## GIVEN DATA
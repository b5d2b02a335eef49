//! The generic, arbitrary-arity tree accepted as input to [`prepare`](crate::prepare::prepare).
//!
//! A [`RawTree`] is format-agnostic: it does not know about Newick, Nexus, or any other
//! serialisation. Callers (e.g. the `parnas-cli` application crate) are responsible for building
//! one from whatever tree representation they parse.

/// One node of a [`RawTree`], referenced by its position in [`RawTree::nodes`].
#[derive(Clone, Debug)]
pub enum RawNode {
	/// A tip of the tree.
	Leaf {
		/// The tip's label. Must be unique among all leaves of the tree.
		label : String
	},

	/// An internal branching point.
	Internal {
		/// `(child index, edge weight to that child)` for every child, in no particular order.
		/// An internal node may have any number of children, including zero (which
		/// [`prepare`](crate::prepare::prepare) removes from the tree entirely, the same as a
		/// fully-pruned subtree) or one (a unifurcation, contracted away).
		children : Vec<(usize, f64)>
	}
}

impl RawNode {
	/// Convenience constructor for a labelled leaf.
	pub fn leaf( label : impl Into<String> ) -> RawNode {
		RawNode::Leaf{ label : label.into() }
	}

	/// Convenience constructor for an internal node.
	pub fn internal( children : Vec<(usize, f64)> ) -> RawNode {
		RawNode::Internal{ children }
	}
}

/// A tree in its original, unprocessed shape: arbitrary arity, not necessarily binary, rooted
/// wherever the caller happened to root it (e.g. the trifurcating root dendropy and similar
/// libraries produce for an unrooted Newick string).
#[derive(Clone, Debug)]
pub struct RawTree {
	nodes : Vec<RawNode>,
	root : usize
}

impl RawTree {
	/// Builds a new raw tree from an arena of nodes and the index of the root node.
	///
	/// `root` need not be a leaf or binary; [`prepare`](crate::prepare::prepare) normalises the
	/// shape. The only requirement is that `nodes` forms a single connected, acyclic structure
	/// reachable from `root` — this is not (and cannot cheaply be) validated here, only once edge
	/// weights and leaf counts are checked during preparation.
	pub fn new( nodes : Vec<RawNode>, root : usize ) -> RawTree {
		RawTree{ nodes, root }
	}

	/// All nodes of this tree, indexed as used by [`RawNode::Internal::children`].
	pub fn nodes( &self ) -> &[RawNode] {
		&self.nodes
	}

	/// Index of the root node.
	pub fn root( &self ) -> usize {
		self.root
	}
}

## EXERCISE REQUIREMENTS
Having output the line that contains "need not be", stop. Every line before it, back to the first line of the data, must be reproduced exactly.

## WRITTEN ANSWER
repository b5d2b02a335eef49
//! The generic, arbitrary-arity tree accepted as input to [`prepare`](crate::prepare::prepare).
//!
//! A [`RawTree`] is format-agnostic: it does not know about Newick, Nexus, or any other
//! serialisation. Callers (e.g. the `parnas-cli` application crate) are responsible for building
//! one from whatever tree representation they parse.

/// One node of a [`RawTree`], referenced by its position in [`RawTree::nodes`].
#[derive(Clone, Debug)]
pub enum RawNode {
	/// A tip of the tree.
	Leaf {
		/// The tip's label. Must be unique among all leaves of the tree.
		label : String
	},

	/// An internal branching point.
	Internal {
		/// `(child index, edge weight to that child)` for every child, in no particular order.
		/// An internal node may have any number of children, including zero (which
		/// [`prepare`](crate::prepare::prepare) removes from the tree entirely, the same as a
		/// fully-pruned subtree) or one (a unifurcation, contracted away).
		children : Vec<(usize, f64)>
	}
}

impl RawNode {
	/// Convenience constructor for a labelled leaf.
	pub fn leaf( label : impl Into<String> ) -> RawNode {
		RawNode::Leaf{ label : label.into() }
	}

	/// Convenience constructor for an internal node.
	pub fn internal( children : Vec<(usize, f64)> ) -> RawNode {
		RawNode::Internal{ children }
	}
}

/// A tree in its original, unprocessed shape: arbitrary arity, not necessarily binary, rooted
/// wherever the caller happened to root it (e.g. the trifurcating root dendropy and similar
/// libraries produce for an unrooted Newick string).
#[derive(Clone, Debug)]
pub struct RawTree {
	nodes : Vec<RawNode>,
	root : usize
}

impl RawTree {
	/// Builds a new raw tree from an arena of nodes and the index of the root node.
	///
	/// `root` need not be a leaf or binary; [`prepare`](crate::prepare::prepare) normalises the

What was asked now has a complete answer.